Resultado: 30 e picos por cento. Conclusão: Ainda tenho cura. (a verdade é que, para o final, o teste torna-se um tanto ou quanto parvo e repetitivo e eu comecei a aldrabar nas respostas :P)

Villalobos



'Alcachofa' foi um dos melhores disco editados no ano passado. A (não vou dizer) simbiose (já disse) perfeita entre techno, microhouse, electrónica minimal e click'n'cuts. Música essencialmente rítmica, executada por máquinas com sentimentos dentro. (yada yada yada... mas, desta vez, garanto que é verdade)

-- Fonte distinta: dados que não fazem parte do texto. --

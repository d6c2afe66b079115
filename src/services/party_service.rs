// src/services/party_service.rs

use sqlx::PgPool;
use uuid::Uuid;

use crate::{
    common::error::AppError,
    db::PartyRepository,
    models::parties::{search_term, Customer, CustomerPayload, CustomerPayment, Supplier, SupplierPayload},
};

#[derive(Clone)]
pub struct PartyService {
    party_repo: PartyRepository,
    pool: PgPool,
}

impl PartyService {
    pub fn new(party_repo: PartyRepository, pool: PgPool) -> Self {
        Self { party_repo, pool }
    }

    // --- CLIENTES ---

    pub async fn list_customers(&self) -> Result<Vec<Customer>, AppError> {
        self.party_repo.list_customers().await
    }

    /// Autocomplete; termo curto devolve lista vazia.
    pub async fn search_customers(&self, q: &str) -> Result<Vec<Customer>, AppError> {
        match search_term(q) {
            Some(term) => self.party_repo.search_customers(term).await,
            None => Ok(Vec::new()),
        }
    }

    pub async fn get_customer(&self, id: Uuid) -> Result<Customer, AppError> {
        self.party_repo
            .find_customer(&self.pool, id)
            .await?
            .ok_or(AppError::ResourceNotFound("customer"))
    }

    pub async fn create_customer(&self, payload: &CustomerPayload, user_id: Uuid) -> Result<Customer, AppError> {
        let customer = self
            .party_repo
            .create_customer(&self.pool, payload, user_id)
            .await?;
        tracing::info!("Cliente criado: {} ({})", customer.name, customer.id);
        Ok(customer)
    }

    pub async fn update_customer(&self, id: Uuid, payload: &CustomerPayload) -> Result<Customer, AppError> {
        self.party_repo.update_customer(id, payload).await
    }

    pub async fn deactivate_customer(&self, id: Uuid) -> Result<Customer, AppError> {
        self.party_repo.deactivate_customer(id).await
    }

    pub async fn list_customer_payments(&self, customer_id: Uuid) -> Result<Vec<CustomerPayment>, AppError> {
        self.get_customer(customer_id).await?;
        self.party_repo.list_customer_payments(customer_id).await
    }

    // --- FORNECEDORES ---

    pub async fn list_suppliers(&self) -> Result<Vec<Supplier>, AppError> {
        self.party_repo.list_suppliers().await
    }

    pub async fn get_supplier(&self, id: Uuid) -> Result<Supplier, AppError> {
        self.party_repo
            .find_supplier(&self.pool, id)
            .await?
            .ok_or(AppError::ResourceNotFound("supplier"))
    }

    pub async fn create_supplier(&self, payload: &SupplierPayload) -> Result<Supplier, AppError> {
        self.party_repo.create_supplier(payload).await
    }

    pub async fn update_supplier(&self, id: Uuid, payload: &SupplierPayload) -> Result<Supplier, AppError> {
        self.party_repo.update_supplier(id, payload).await
    }

    pub async fn deactivate_supplier(&self, id: Uuid) -> Result<Supplier, AppError> {
        self.party_repo.deactivate_supplier(id).await
    }
}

Posto isto não me admira que o painel mensal do DN+ - exceptuando Isilda Sanches - tenha despachado 'Alcachofa' com notas que, não sendo más, pouco significado têm. 'Alcachofa' é um disco demasiado precioso para ser desperdiçado como som de fundo entre conversas e bolos de chocolate. Não interpretem isto como uma queixa; é a simples constatação de um facto.

My Bloody Valentine



Originalidade: recentemente voltei a ouvir o 'Loveless' dos My Bloody Valentine. Eu e provavelmente toda a gente que viu o 'Lost In Translation' e aprecia os MBV. 'Loveless' é um disco que, mais do que há frente do seu tempo (o que também é verdade), estava à frente do meu tempo. No início dos anos 90, aqueles drones, samples e loops estranhíssimos soavam-me inatingíveis (e o facto de ter ouvido pela primeira vez o lp em 45 rpm em vez das indicadas 33 também não deve ter ajudado nada) habituado que estava ao velho e banal (reconheço-o agora) indie-rock contemplativo e pessimista. Algo impossível de identificar nas melodias distorcidas e desfocadas/deformadas de 'Loveless'. A verdade é que até hoje nunca mais ouvi duas guitarras + um baixo + uma bateria + samples + 2 vozes em modo i'm so fucking sad soarem daquela forma. Apesar da indietrónica recente se ter aproximado o mais possível do padrão (atenção: vem aí uma piada) ISO-MBV. Sem sucesso, claro. Sem o caracter e o génio dos visionários a única coisa que resta é a cópia, mais ou menos inspirada, de um estilo.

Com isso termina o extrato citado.